Stored data entries
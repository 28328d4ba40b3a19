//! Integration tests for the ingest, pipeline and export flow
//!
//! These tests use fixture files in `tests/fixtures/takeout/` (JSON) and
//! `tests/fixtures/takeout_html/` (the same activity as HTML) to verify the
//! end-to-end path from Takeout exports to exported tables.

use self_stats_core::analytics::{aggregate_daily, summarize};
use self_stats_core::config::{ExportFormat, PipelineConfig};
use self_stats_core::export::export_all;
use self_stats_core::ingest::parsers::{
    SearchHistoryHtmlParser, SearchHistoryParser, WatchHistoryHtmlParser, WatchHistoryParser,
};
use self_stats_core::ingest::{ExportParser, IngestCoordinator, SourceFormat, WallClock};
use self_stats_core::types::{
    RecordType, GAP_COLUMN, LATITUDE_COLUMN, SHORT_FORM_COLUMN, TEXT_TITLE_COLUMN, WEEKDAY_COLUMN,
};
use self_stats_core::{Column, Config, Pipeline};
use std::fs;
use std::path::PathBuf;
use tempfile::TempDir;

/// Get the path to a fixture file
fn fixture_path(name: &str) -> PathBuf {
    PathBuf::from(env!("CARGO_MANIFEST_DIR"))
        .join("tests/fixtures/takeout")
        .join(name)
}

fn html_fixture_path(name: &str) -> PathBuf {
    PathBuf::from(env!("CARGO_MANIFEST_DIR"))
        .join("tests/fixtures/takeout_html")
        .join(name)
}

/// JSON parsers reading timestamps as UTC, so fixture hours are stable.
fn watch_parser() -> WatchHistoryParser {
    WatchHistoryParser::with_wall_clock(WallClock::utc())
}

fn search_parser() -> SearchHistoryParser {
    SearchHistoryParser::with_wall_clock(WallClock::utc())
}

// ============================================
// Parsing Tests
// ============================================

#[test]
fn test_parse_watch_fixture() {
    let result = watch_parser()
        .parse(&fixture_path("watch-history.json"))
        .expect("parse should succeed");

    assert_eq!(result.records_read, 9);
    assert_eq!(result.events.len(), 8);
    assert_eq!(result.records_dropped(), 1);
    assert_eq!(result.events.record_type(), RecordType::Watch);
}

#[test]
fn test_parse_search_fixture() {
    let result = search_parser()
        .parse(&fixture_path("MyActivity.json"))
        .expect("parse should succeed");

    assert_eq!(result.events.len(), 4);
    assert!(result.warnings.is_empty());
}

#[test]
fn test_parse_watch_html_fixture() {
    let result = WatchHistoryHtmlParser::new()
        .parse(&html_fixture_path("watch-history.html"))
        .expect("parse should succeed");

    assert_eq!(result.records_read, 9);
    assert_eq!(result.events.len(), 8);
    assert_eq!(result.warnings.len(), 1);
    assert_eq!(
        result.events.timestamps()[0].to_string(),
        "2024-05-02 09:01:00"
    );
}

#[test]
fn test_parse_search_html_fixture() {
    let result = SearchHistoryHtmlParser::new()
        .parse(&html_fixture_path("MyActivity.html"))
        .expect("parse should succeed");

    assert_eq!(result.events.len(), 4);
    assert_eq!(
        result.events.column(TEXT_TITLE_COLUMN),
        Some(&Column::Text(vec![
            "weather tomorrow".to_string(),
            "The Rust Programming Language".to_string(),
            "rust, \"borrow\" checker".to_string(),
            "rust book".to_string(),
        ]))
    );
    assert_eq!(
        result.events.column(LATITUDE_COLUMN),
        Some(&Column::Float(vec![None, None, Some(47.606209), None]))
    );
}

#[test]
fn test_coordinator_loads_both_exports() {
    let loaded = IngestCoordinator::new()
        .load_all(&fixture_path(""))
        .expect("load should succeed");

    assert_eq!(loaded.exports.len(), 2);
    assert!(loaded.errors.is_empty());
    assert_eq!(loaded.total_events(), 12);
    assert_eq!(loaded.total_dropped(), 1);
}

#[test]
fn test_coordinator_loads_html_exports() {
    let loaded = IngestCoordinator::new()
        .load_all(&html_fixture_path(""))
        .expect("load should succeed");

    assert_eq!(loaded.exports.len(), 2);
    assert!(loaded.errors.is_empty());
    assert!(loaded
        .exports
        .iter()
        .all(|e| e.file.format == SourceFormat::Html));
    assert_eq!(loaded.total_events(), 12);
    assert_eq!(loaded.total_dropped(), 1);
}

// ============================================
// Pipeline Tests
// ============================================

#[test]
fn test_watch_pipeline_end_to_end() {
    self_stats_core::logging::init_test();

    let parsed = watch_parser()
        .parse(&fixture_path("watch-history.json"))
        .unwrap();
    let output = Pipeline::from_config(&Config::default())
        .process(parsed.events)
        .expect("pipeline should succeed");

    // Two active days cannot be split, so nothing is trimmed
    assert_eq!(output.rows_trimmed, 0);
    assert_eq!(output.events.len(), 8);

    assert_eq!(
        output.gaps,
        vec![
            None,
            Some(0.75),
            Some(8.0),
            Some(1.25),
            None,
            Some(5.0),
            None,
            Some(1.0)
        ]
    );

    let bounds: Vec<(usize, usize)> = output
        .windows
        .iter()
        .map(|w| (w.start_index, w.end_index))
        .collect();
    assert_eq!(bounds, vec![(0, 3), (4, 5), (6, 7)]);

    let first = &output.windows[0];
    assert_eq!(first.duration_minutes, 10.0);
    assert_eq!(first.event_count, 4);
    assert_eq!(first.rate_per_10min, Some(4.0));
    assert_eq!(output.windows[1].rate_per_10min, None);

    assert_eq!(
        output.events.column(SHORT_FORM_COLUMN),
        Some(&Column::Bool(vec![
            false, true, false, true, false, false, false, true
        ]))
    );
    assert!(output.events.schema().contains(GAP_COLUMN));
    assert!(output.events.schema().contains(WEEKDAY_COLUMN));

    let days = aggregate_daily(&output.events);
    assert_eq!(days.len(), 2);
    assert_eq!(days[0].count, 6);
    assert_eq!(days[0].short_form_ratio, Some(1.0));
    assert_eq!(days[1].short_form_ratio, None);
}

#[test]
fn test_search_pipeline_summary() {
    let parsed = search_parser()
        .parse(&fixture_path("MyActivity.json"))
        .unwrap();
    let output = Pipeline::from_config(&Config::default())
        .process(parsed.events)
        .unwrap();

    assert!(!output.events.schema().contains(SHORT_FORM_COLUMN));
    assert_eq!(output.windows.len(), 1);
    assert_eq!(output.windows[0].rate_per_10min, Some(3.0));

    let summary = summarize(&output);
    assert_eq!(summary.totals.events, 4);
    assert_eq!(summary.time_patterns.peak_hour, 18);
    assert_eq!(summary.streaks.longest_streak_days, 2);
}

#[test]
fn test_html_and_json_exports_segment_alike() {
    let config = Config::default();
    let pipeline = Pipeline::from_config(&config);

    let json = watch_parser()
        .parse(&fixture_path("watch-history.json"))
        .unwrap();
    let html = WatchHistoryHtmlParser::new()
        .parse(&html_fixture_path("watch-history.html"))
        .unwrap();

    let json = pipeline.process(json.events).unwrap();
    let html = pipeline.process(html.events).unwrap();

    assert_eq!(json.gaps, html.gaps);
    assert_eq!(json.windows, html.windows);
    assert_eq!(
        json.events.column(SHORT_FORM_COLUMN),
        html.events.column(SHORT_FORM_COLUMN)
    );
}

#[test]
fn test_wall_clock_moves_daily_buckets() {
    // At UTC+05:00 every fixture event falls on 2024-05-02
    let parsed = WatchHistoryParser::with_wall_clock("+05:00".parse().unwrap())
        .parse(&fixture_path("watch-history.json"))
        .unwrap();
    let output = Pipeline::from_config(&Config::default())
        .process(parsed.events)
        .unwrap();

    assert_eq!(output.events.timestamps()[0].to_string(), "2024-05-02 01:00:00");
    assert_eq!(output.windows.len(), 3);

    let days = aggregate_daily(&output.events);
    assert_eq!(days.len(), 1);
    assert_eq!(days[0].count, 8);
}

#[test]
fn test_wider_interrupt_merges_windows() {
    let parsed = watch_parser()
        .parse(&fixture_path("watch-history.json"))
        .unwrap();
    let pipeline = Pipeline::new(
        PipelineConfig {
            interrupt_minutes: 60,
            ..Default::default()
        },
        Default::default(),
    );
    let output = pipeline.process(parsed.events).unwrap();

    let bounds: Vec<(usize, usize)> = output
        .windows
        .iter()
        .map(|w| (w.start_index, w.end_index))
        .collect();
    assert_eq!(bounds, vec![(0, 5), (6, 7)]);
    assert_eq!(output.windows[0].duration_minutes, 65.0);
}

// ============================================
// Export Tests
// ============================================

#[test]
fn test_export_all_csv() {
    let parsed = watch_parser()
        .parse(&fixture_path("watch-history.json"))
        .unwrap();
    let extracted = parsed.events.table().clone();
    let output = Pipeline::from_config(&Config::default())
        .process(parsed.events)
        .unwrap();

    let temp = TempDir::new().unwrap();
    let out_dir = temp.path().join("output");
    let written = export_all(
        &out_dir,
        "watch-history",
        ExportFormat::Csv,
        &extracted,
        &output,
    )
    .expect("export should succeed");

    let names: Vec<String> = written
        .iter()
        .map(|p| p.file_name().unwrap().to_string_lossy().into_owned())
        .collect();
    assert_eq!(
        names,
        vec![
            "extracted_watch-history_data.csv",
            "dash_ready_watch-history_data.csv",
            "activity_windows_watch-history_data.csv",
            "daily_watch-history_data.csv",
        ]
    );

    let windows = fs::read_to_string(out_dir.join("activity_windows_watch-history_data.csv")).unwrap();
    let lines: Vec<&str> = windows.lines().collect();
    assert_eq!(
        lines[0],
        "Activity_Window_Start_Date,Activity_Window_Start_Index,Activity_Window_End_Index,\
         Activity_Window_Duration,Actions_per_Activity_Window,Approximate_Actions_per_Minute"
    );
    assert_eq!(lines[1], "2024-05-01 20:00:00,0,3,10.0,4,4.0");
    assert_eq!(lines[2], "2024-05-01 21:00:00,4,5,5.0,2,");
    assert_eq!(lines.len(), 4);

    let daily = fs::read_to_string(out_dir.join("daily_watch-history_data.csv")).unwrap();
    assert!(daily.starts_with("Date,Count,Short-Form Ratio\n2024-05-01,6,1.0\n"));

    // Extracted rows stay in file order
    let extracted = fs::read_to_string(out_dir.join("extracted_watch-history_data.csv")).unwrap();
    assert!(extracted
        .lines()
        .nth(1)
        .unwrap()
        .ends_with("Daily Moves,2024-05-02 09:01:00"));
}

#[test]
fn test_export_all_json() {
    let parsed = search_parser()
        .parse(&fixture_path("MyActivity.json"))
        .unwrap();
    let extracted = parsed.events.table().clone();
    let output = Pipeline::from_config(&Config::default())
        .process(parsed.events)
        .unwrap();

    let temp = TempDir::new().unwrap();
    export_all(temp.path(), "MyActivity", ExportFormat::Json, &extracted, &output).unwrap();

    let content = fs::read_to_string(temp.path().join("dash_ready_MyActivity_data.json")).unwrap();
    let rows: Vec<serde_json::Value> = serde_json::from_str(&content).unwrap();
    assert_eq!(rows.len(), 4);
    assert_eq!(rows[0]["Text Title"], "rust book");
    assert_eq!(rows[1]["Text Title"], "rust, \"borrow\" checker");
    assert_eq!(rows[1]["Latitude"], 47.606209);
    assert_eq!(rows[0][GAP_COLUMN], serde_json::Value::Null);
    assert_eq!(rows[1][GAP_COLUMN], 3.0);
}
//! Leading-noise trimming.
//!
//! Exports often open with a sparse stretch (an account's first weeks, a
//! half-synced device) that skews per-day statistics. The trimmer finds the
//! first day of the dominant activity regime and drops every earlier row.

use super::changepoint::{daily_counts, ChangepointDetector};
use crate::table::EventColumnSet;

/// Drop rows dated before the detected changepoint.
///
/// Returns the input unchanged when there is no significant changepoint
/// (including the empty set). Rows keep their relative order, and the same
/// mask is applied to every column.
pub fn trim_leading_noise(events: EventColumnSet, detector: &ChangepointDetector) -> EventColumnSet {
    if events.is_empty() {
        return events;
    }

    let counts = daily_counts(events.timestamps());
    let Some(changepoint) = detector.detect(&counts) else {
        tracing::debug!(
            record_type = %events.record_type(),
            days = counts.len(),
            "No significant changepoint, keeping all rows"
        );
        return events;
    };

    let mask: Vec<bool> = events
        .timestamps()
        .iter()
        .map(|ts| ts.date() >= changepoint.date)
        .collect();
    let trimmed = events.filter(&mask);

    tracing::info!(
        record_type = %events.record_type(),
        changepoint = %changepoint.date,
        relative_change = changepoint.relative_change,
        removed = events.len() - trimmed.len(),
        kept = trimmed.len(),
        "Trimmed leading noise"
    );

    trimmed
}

§ **Your task**
All lines in the entries above that include "timestamps" should be found and copied.

§ **Exercise solution**
/// JSON parsers reading timestamps as UTC, so fixture hours are stable.
        result.events.timestamps()[0].to_string(),
    assert_eq!(output.events.timestamps()[0].to_string(), "2024-05-02 01:00:00");
    let counts = daily_counts(events.timestamps());
        .timestamps()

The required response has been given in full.